[datatable-help] NAs introduced by coercion in rbindlist()
patricknic
patricknic at gmail.com
Sat Jan 5 00:18:54 CET 2013
Some output:
## NAs in bound data
> dt <- rbindlist(dtlist)
Warning messages:
1: In rbindlist(dtlist) : NAs introduced by coercion
2: In rbindlist(dtlist) : NAs introduced by coercion
3: In rbindlist(dtlist) : NAs introduced by coercion
4: In rbindlist(dtlist) : NAs introduced by coercion
5: In rbindlist(dtlist) : NAs introduced by coercion
6: In rbindlist(dtlist) : NAs introduced by coercion
## No NAs in list of data.tables
> sapply(dtlist, function(x) sum(is.na(x)))
[1] 0 0 0 0 0 0 0 0 0 0 0 0 0 0 0 0 0 0 0 0 0 0 0 0 0 0 0 0 0 0 0
[32] 0 0 0 0 0 0 0 0 0 0 0 0 0 0 0 0 0 0 0 0
## Summary of bound data.table
> summary(dt)
blockfips land_area water_area
Length:11083767 Min. :0.000e+00 Min. :0.000e+00
Class :character 1st Qu.:8.098e+03 1st Qu.:0.000e+00
Mode :character Median :2.478e+04 Median :0.000e+00
Mean :7.470e+05 Mean :5.782e+04
3rd Qu.:1.788e+05 3rd Qu.:0.000e+00
Max. :2.133e+09 Max. :2.112e+09
NA's :183 NA's :14
long lat
Min. :-179.13 Min. :18.91
1st Qu.: -99.74 1st Qu.:34.18
Median : -90.09 Median :38.64
Mean : -93.01 Mean :38.11
3rd Qu.: -82.07 3rd Qu.:41.73
Max. : 179.75 Max. :71.40
> Many thanks. I'll take a look. If you can find a way to narrow
> down the problem then it might be quicker to resolve. Does it
> happen with the first 2 items passed to rblindlist, the first
> 10, which one causes the NA? If each item is chopped to the
> first 2 rows, does it still happen?
>
> lapply(seq_along(dtlist), function(x) dtlist[[x]][, tab := x])
> dt2 <- rbindlist(dtlist)
Warning messages:
1: In rbindlist(dtlist) : NAs introduced by coercion
2: In rbindlist(dtlist) : NAs introduced by coercion
3: In rbindlist(dtlist) : NAs introduced by coercion
4: In rbindlist(dtlist) : NAs introduced by coercion
5: In rbindlist(dtlist) : NAs introduced by coercion
6: In rbindlist(dtlist) : NAs introduced by coercion
> dt2[which(apply(is.na(dt2), 1, any)), table(tab)]
tab
2 13 23 45 50
183 1 10 1 2
So, for the most part it's coming from the second list data.table.
> dtlist.first2 <- lapply(dtlist, function(x) x[1:2])
> dtlist.first10 <- lapply(dtlist, function(x) x[1:10])
> dtlist.first100 <- lapply(dtlist, function(x) x[1:100])
> dtlist.first1000 <- lapply(dtlist, function(x) x[1:1000])
> dt.first2 <- rbindlist(dtlist.first2)
> dt.first10 <- rbindlist(dtlist.first10)

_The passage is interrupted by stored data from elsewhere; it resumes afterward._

use std::collections::BTreeMap;

use serde::{Deserialize, Serialize};

/// Sparse term -> weight representation, compared by inner product.
///
/// BTreeMap keeps serialization order stable across runs.
pub type SparseVector = BTreeMap<String, f32>;

/// The unit persisted in a vector collection.
///
/// `id` is a pure function of `(relative_path, start_line, end_line,
/// content)` (see [`crate::chunk_id`]), which makes inserts idempotent.
#[derive(Debug, Clone, PartialEq, Serialize, Deserialize)]
pub struct VectorDocument {
  pub id: String,
  pub vector: Vec<f32>,
  pub content: String,
  pub relative_path: String,
  pub start_line: u32,
  pub end_line: u32,
  pub file_extension: String,
  /// Free-form metadata, serialized to a JSON string at the store boundary.
  #[serde(default)]
  pub metadata: BTreeMap<String, String>,
  /// Present only when the collection was created with a sparse field.
  #[serde(default, skip_serializing_if = "Option::is_none")]
  pub sparse: Option<SparseVector>,
}

impl VectorDocument {
  /// Metadata rendered as a single JSON string, the shape stores persist.
  pub fn metadata_json(&self) -> String {
    serde_json::to_string(&self.metadata).unwrap_or_else(|_| "{}".to_string())
  }
}

/// One hit returned by the query planner.
#[derive(Debug, Clone, PartialEq, Serialize, Deserialize)]
pub struct SearchResult {
  pub content: String,
  pub relative_path: String,
  pub start_line: u32,
  pub end_line: u32,
  pub language: String,
  pub score: f32,
}

#[cfg(test)]
mod tests {
  use super::*;

  fn doc() -> VectorDocument {
    VectorDocument {
      id: "chunk_0011223344556677".to_string(),
      vector: vec![0.1, 0.2],
      content: "fn main() {}".to_string(),
      relative_path: "src/main.rs".to_string(),
      start_line: 1,
      end_line: 1,
      file_extension: "rs".to_string(),
      metadata: BTreeMap::new(),
      sparse: None,
    }
  }

  #[test]
  fn test_metadata_json_empty() {
    assert_eq!(doc().metadata_json(), "{}");
  }

  #[test]
  fn test_metadata_json_round_trip() {
    let mut d = doc();
    d.metadata.insert("node_type".to_string(), "method".to_string());
    let parsed: BTreeMap<String, String> = serde_json::from_str(&d.metadata_json()).unwrap();
    assert_eq!(parsed.get("node_type").map(String::as_str), Some("method"));
  }

  #[test]
  fn test_sparse_field_skipped_when_absent() {
    let json = serde_json::to_string(&doc()).unwrap();
    assert!(!json.contains("sparse"));
  }
}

> dt.first100 <- rbindlist(dtlist.first100)
Warning message:
In rbindlist(dtlist.first100) : NAs introduced by coercion
> dt.first1000 <- rbindlist(dtlist.first1000)
Warning messages:
1: In rbindlist(dtlist.first1000) : NAs introduced by coercion
2: In rbindlist(dtlist.first1000) : NAs introduced by coercion
And NAs start getting introduced somewhere between 10 and 100 row
data.tables, which seems really low.
> Also if the list of data.table/data.frame passed to rbindlist
> is called L, and rbindlist(L) returns an NA column, does
> lapply(L, sapply, class) reveal any type differences?
>
> do.call("rbind", lapply(dtlist, sapply, class))
blockfips land_area water_area long lat
[1,] "character" "integer" "integer" "numeric" "numeric"
[2,] "character" "numeric" "numeric" "numeric" "numeric"
[3,] "character" "integer" "integer" "numeric" "numeric"
[4,] "character" "integer" "integer" "numeric" "numeric"
[5,] "character" "integer" "integer" "numeric" "numeric"
[6,] "character" "integer" "integer" "numeric" "numeric"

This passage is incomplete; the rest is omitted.